生理がある女性は、毎月の出血によって鉄分を失うため、男性に比べて貧血になりやすい傾向にあります。しかし、貧血の症状がひどい場合や、ヘモグロビン数値が基準値を大きく下回る場合は、単なる生理によるものだけでなく、他の原因が隠れている可能性もあります。
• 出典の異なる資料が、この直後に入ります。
//! Request extractors: authentication and role gating.

pub mod auth;
pub mod rbac;
use axum::routing::{get, put};
use axum::Router;

use crate::handlers::{dashboard, users};
use crate::state::AppState;

/// Routes mounted at `/users`.
///
/// ```text
/// PUT /{id}/role        -> set_role (admin)
/// GET /{id}/dashboard   -> dashboard::get (self only)
/// ```
pub fn router() -> Router<AppState> {
    Router::new()
        .route("/{id}/role", put(users::set_role))
        .route("/{id}/dashboard", get(dashboard::get))
}

/// Routes mounted at `/me`.
pub fn me_router() -> Router<AppState> {
    Router::new().route("/", get(users::me).put(users::update_me))
}
use atelier_core::error::CoreError;
use axum::http::StatusCode;
use axum::response::{IntoResponse, Response};
use serde_json::json;

/// Application-level error type for HTTP handlers.
///
/// Wraps [`CoreError`] for domain errors and adds HTTP-specific variants.
/// Implements [`IntoResponse`] to produce consistent JSON error responses.
#[derive(Debug, thiserror::Error)]
pub enum AppError {
    /// A domain-level error from `atelier_core`.
    #[error(transparent)]
    Core(#[from] CoreError),

    /// A database error from sqlx.
    #[error("Database error: {0}")]
    Database(#[from] sqlx::Error),

    /// A bad request with a human-readable message.
    #[error("Bad request: {0}")]
    BadRequest(String),

    /// An internal error with a human-readable message.
    #[error("Internal error: {0}")]
    InternalError(String),
}

/// Convenience type alias for handler return values.
pub type AppResult<T> = Result<T, AppError>;

impl IntoResponse for AppError {
    fn into_response(self) -> Response {
        let (status, code, message) = match &self {
            // --- CoreError variants ---
            AppError::Core(core) => match core {
                CoreError::NotFound { entity, id } => (
                    StatusCode::NOT_FOUND,
                    "NOT_FOUND",
                    format!("{entity} with id {id} not found"),
                ),
                CoreError::Validation(msg) => {
                    (StatusCode::BAD_REQUEST, "VALIDATION_ERROR", msg.clone())
                }
                CoreError::Conflict(msg) => (StatusCode::CONFLICT, "CONFLICT", msg.clone()),
                CoreError::Unauthorized(msg) => {
                    (StatusCode::UNAUTHORIZED, "UNAUTHORIZED", msg.clone())
                }
                CoreError::Forbidden(msg) => (StatusCode::FORBIDDEN, "FORBIDDEN", msg.clone()),
                CoreError::InvalidTransition { entity, from, to } => (
                    StatusCode::UNPROCESSABLE_ENTITY,
                    "INVALID_TRANSITION",
                    format!("{entity} cannot move from {from} to {to}"),
                ),
                CoreError::Internal(msg) => {
                    tracing::error!(error = %msg, "Internal core error");
                    (
                        StatusCode::INTERNAL_SERVER_ERROR,
                        "INTERNAL_ERROR",
                        "An internal error occurred".to_string(),
                    )
                }
            },

            // --- Database errors ---
            AppError::Database(err) => classify_sqlx_error(err),

            // --- HTTP-specific errors ---
            AppError::BadRequest(msg) => (StatusCode::BAD_REQUEST, "BAD_REQUEST", msg.clone()),
            AppError::InternalError(msg) => {
                tracing::error!(error = %msg, "Internal error");
                (
                    StatusCode::INTERNAL_SERVER_ERROR,
                    "INTERNAL_ERROR",
                    "An internal error occurred".to_string(),
                )
            }
        };

        let body = json!({
            "error": message,
            "code": code,
        });

        (status, axum::Json(body)).into_response()
    }
}

/// Classify a sqlx error into an HTTP status, error code, and message.
///
/// - `RowNotFound` maps to 404.
/// - Unique constraint violations (constraint name starting with `uq_`) map to 409.
/// - Check constraint violations (`ck_` prefix) map to 400.
/// - Everything else maps to 500 with a sanitized message.
fn classify_sqlx_error(err: &sqlx::Error) -> (StatusCode, &'static str, String) {
    match err {
        sqlx::Error::RowNotFound => (
            StatusCode::NOT_FOUND,
            "NOT_FOUND",
            "Resource not found".to_string(),
        ),
        sqlx::Error::Database(db_err) => {
            // PostgreSQL unique constraint violation: error code 23505
            if db_err.code().as_deref() == Some("23505") {
                let constraint = db_err.constraint().unwrap_or("unknown");
                if constraint.starts_with("uq_") {
                    return (
                        StatusCode::CONFLICT,
                        "CONFLICT",
                        format!("Duplicate value violates unique constraint: {constraint}"),
                    );
                }
            }
            // Check constraint violation: error code 23514
            if db_err.code().as_deref() == Some("23514") {
                let constraint = db_err.constraint().unwrap_or("unknown");
                if constraint.starts_with("ck_") {
                    return (
                        StatusCode::BAD_REQUEST,
                        "VALIDATION_ERROR",
                        format!("Value violates constraint: {constraint}"),
                    );
                }
            }
            tracing::error!(error = %db_err, "Database error");
            (
                StatusCode::INTERNAL_SERVER_ERROR,
                "INTERNAL_ERROR",
                "An internal error occurred".to_string(),
            )
        }
        other => {
            tracing::error!(error = %other, "Database error");
            (
                StatusCode::INTERNAL_SERVER_ERROR,
                "INTERNAL_ERROR",
                "An internal error occurred".to_string(),
            )
        }
    }
}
そのため、「普通だから」と放置せずに、体のサインに注意を払い、必要であれば医療機関を受診することが大切です。
まとめ
- 生理中のヘモグロビン数値の低下は、女性に多い貧血の主な原因です。
- ヘモグロビンは全身に酸素を運ぶ重要な役割を担っています。
- 生理による出血で鉄分が失われることが、ヘモグロビン低下の主な理由です。
- 貧血の症状には、だるさ、めまい、立ちくらみ、動悸、息切れなどがあります。
- 成人女性のヘモグロビン正常値は12g/dL以上が目安です。
- 食事からヘム鉄と非ヘム鉄をバランス良く摂取することが大切です。
- ビタミンCやタンパク質は鉄分の吸収率を高める助けになります。
- 鉄分サプリメントは、食事で補いきれない場合の有効な選択肢です。
- 体を冷やさない、十分な睡眠、適度な運動も貧血予防に役立ちます。
- 強い貧血症状や長引く場合は、内科や産婦人科を受診しましょう。
- 貧血は子宮筋腫などの病気が原因の可能性もあります。
- ヘモグロビンが10g/dLを切る場合は、早急な受診が必要です。
- タンニンを多く含む飲み物は、鉄分の吸収を妨げる可能性があります。
- サプリメントは用法・用量を守り、医師に相談して使用しましょう。
- 自分の体のサインに耳を傾け、早めの対処が健康維持のコツです。